» WHAT YOU HAVE TO DO
Nothing in the entries may change when they are transcribed.

» AVAILABLE DATA
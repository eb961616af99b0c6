use super::Vec3;

/// Geographic coordinates in degrees.
#[derive(Debug, Copy, Clone, PartialEq)]
pub struct LatLon {
    pub lat_deg: f64,
    pub lon_deg: f64,
}

impl LatLon {
    pub const fn new(lat_deg: f64, lon_deg: f64) -> Self {
        Self { lat_deg, lon_deg }
    }

    pub fn is_valid(&self) -> bool {
        self.lat_deg.is_finite()
            && self.lon_deg.is_finite()
            && (-90.0..=90.0).contains(&self.lat_deg)
            && (-180.0..=180.0).contains(&self.lon_deg)
    }
}

/// Position on a sphere of `radius`, lifted by `altitude` (fraction of radius).
///
/// Y is up; longitude 0 faces +Z and longitude 90E faces +X.
pub fn lat_lon_to_cartesian(at: LatLon, radius: f64, altitude: f64) -> Vec3 {
    let phi = (90.0 - at.lat_deg).to_radians();
    let theta = (90.0 - at.lon_deg).to_radians();
    let r = radius * (1.0 + altitude);
    Vec3::new(
        r * phi.sin() * theta.cos(),
        r * phi.cos(),
        r * phi.sin() * theta.sin(),
    )
}

/// Great-circle angle between two coordinates (radians), haversine form.
pub fn central_angle(a: LatLon, b: LatLon) -> f64 {
    let lat1 = a.lat_deg.to_radians();
    let lat2 = b.lat_deg.to_radians();
    let dlat = lat2 - lat1;
    let dlon = (b.lon_deg - a.lon_deg).to_radians();

    let h = (dlat * 0.5).sin().powi(2) + lat1.cos() * lat2.cos() * (dlon * 0.5).sin().powi(2);
    2.0 * h.sqrt().clamp(0.0, 1.0).asin()
}
use rand::rngs::SmallRng;
use rand::{Rng, SeedableRng};

/// Randomness used by the arc scheduler.
pub trait ArcRandom {
    /// Uniform in [0, 1).
    fn next_unit(&mut self) -> f64;

    fn chance(&mut self, probability: f64) -> bool {
        self.next_unit() < probability
    }

    /// Uniform index in `0..len`. `len` must be non-zero.
    fn index(&mut self, len: usize) -> usize {
        ((self.next_unit() * len as f64) as usize).min(len.saturating_sub(1))
    }
}

/// Seeded PRNG; same seed, same spawn sequence.
#[derive(Debug, Clone)]
pub struct SeededRandom {
    rng: SmallRng,
}

impl SeededRandom {
    pub fn new(seed: u64) -> Self {
        Self {
            rng: SmallRng::seed_from_u64(seed),
        }
    }
}

impl ArcRandom for SeededRandom {
    fn next_unit(&mut self) -> f64 {
        self.rng.r#gen::<f64>()
    }
}

/// Replays a fixed cycle of values.
#[derive(Debug, Clone)]
pub struct ScriptedRandom {
    values: Vec<f64>,
    pos: usize,
}

impl ScriptedRandom {
    pub fn new(values: Vec<f64>) -> Self {
        Self { values, pos: 0 }
    }

    /// Always returns `value`.
    pub fn constant(value: f64) -> Self {
        Self::new(vec![value])
    }
}

impl ArcRandom for ScriptedRandom {
    fn next_unit(&mut self) -> f64 {
        if self.values.is_empty() {
            return 0.0;
        }
        let v = self.values[self.pos % self.values.len()];
        self.pos = self.pos.wrapping_add(1);
        v.clamp(0.0, 1.0 - f64::EPSILON)
    }
}

/// Upper bound on endpoint re-draws before falling back to a neighbor.
pub const MAX_RESAMPLES: usize = 16;

/// Choose two distinct indices in `0..len`, or `None` if `len < 2`.
///
/// The end index is re-drawn until it differs from the start; if a rigged
/// random source keeps colliding, the start's neighbor is used instead.
pub fn pick_distinct(rng: &mut dyn ArcRandom, len: usize) -> Option<(usize, usize)> {
    if len < 2 {
        return None;
    }
    let start = rng.index(len);
    for _ in 0..MAX_RESAMPLES {
        let end = rng.index(len);
        if end != start {
            return Some((start, end));
        }
    }
    Some((start, (start + 1) % len))
}

#[cfg(test)]
mod tests {
    use super::{ArcRandom, ScriptedRandom, SeededRandom, pick_distinct};

    #[test]
    fn seeded_sequences_repeat() {
        let mut a = SeededRandom::new(42);
        let mut b = SeededRandom::new(42);
        for _ in 0..16 {
            assert_eq!(a.next_unit(), b.next_unit());
        }
    }

    #[test]
    fn unit_values_stay_in_range() {
        let mut r = SeededRandom::new(7);
        for _ in 0..1000 {
            let v = r.next_unit();
            assert!((0.0..1.0).contains(&v));
        }
    }

    #[test]
    fn index_never_reaches_len() {
        let mut r = ScriptedRandom::constant(1.0);
        assert_eq!(r.index(5), 4);
    }

    #[test]
    fn degenerate_sets_yield_nothing() {
        let mut r = SeededRandom::new(1);
        assert_eq!(pick_distinct(&mut r, 0), None);
        assert_eq!(pick_distinct(&mut r, 1), None);
    }

    #[test]
    fn distinct_pairs_over_many_draws() {
        let mut r = SeededRandom::new(99);
        for _ in 0..500 {
            let (a, b) = pick_distinct(&mut r, 3).unwrap();
            assert_ne!(a, b);
            assert!(a < 3 && b < 3);
        }
    }

    #[test]
    fn rigged_source_falls_back_to_neighbor() {
        let mut r = ScriptedRandom::constant(0.5);
        assert_eq!(pick_distinct(&mut r, 4), Some((2, 3)));
        let mut r = ScriptedRandom::constant(0.99);
        assert_eq!(pick_distinct(&mut r, 4), Some((3, 0)));
    }

    #[test]
    fn scripted_resample_takes_first_different_value() {
        let mut r = ScriptedRandom::new(vec![0.1, 0.1, 0.1, 0.9]);
        assert_eq!(pick_distinct(&mut r, 2), Some((0, 1)));
    }
}
pub mod ids;
pub mod math;
pub mod time;

// Foundation crate: small, well-tested primitives only.
pub use ids::*;
pub use time::*;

» RESPONSE AREA
repository eb961616af99b0c6
use super::Vec3;

/// Geographic coordinates in degrees.
#[derive(Debug, Copy, Clone, PartialEq)]
pub struct LatLon {
    pub lat_deg: f64,
    pub lon_deg: f64,
}

impl LatLon {
    pub const fn new(lat_deg: f64, lon_deg: f64) -> Self {
        Self { lat_deg, lon_deg }
    }

    pub fn is_valid(&self) -> bool {
        self.lat_deg.is_finite()
            && self.lon_deg.is_finite()
            && (-90.0..=90.0).contains(&self.lat_deg)
            && (-180.0..=180.0).contains(&self.lon_deg)
    }
}

/// Position on a sphere of `radius`, lifted by `altitude` (fraction of radius).
///
/// Y is up; longitude 0 faces +Z and longitude 90E faces +X.
pub fn lat_lon_to_cartesian(at: LatLon, radius: f64, altitude: f64) -> Vec3 {
    let phi = (90.0 - at.lat_deg).to_radians();
    let theta = (90.0 - at.lon_deg).to_radians();
    let r = radius * (1.0 + altitude);
    Vec3::new(
        r * phi.sin() * theta.cos(),
        r * phi.cos(),
        r * phi.sin() * theta.sin(),
    )
}

/// Great-circle angle between two coordinates (radians), haversine form.
pub fn central_angle(a: LatLon, b: LatLon) -> f64 {
    let lat1 = a.lat_deg.to_radians();
    let lat2 = b.lat_deg.to_radians();
    let dlat = lat2 - lat1;
    let dlon = (b.lon_deg - a.lon_deg).to_radians();

    let h = (dlat * 0.5).sin().powi(2) + lat1.cos() * lat2.cos() * (dlon * 0.5).sin().powi(2);
    2.0 * h.sqrt().clamp(0.0, 1.0).asin()
}
use rand::rngs::SmallRng;
use rand::{Rng, SeedableRng};

/// Randomness used by the arc scheduler.
pub trait ArcRandom {
    /// Uniform in [0, 1).
    fn next_unit(&mut self) -> f64;

    fn chance(&mut self, probability: f64) -> bool {
        self.next_unit() < probability
    }

    /// Uniform index in `0..len`. `len` must be non-zero.
    fn index(&mut self, len: usize) -> usize {
        ((self.next_unit() * len as f64) as usize).min(len.saturating_sub(1))
    }
}

/// Seeded PRNG; same seed, same spawn sequence.
#[derive(Debug, Clone)]
pub struct SeededRandom {
    rng: SmallRng,
}

impl SeededRandom {
    pub fn new(seed: u64) -> Self {
        Self {
            rng: SmallRng::seed_from_u64(seed),
        }
    }
}

impl ArcRandom for SeededRandom {
    fn next_unit(&mut self) -> f64 {
        self.rng.r#gen::<f64>()
    }
}

/// Replays a fixed cycle of values.
#[derive(Debug, Clone)]
pub struct ScriptedRandom {
    values: Vec<f64>,
    pos: usize,
}

impl ScriptedRandom {
    pub fn new(values: Vec<f64>) -> Self {
        Self { values, pos: 0 }
    }

    /// Always returns `value`.
    pub fn constant(value: f64) -> Self {
        Self::new(vec![value])
    }
}

impl ArcRandom for ScriptedRandom {
    fn next_unit(&mut self) -> f64 {
        if self.values.is_empty() {
            return 0.0;
        }
        let v = self.values[self.pos % self.values.len()];
        self.pos = self.pos.wrapping_add(1);
        v.clamp(0.0, 1.0 - f64::EPSILON)
    }
}

/// Upper bound on endpoint re-draws before falling back to a neighbor.
pub const MAX_RESAMPLES: usize = 16;

/// Choose two distinct indices in `0..len`, or `None` if `len < 2`.
///
/// The end index is re-drawn until it differs from the start; if a rigged
/// random source keeps colliding, the start's neighbor is used instead.
pub fn pick_distinct(rng: &mut dyn ArcRandom, len: usize) -> Option<(usize, usize)> {
    if len < 2 {
        return None;
    }
    let start = rng.index(len);
    for _ in 0..MAX_RESAMPLES {
        let end = rng.index(len);
        if end != start {
            return Some((start, end));
        }
    }
    Some((start, (start + 1) % len))
}

#[cfg(test)]
mod tests {
    use super::{ArcRandom, ScriptedRandom, SeededRandom, pick_distinct};

    #[test]
    fn seeded_sequences_repeat() {
        let mut a = SeededRandom::new(42);
        let mut b = SeededRandom::new(42);
        for _ in 0..16 {
            assert_eq!(a.next_unit(), b.next_unit());
        }
    }

    #[test]
    fn unit_values_stay_in_range() {
        let mut r = SeededRandom::new(7);
        for _ in 0..1000 {
            let v = r.next_unit();
            assert!((0.0..1.0).contains(&v));
        }
    }

    #[test]
    fn index_never_reaches_len() {
        let mut r = ScriptedRandom::constant(1.0);
        assert_eq!(r.index(5), 4);
    }

    #[test]
    fn degenerate_sets_yield_nothing() {
        let mut r = SeededRandom::new(1);
        assert_eq!(pick_distinct(&mut r, 0), None);
        assert_eq!(pick_distinct(&mut r, 1), None);
    }

    #[test]
    fn distinct_pairs_over_many_draws() {
        let mut r = SeededRandom::new(99);
        for _ in 0..500 {
            let (a, b) = pick_distinct(&mut r, 3).unwrap();
            assert_ne!(a, b);
            assert!(a < 3 && b < 3);
        }
    }

    #[test]
    fn rigged_source_falls_back_to_neighbor() {
        let mut r = ScriptedRandom::constant(0.5);
        assert_eq!(pick_distinct(&mut r, 4), Some((2, 3)));
        let mut r = ScriptedRandom::constant(0.99);
        assert_eq!(pick_distinct(&mut r, 4), Some((3, 0)));
    }

    #[test]
    fn scripted_resample_takes_first_different_value() {
        let mut r = ScriptedRandom::new(vec![0.1, 0.1, 0.1, 0.9]);
        assert_eq!(pick_distinct(&mut r, 2), Some((0, 1)));
    }
}
pub mod ids;
pub mod math;
pub mod time;

// Foundation crate: small, well-tested primitives only.
pub use ids::*;
pub use time::*;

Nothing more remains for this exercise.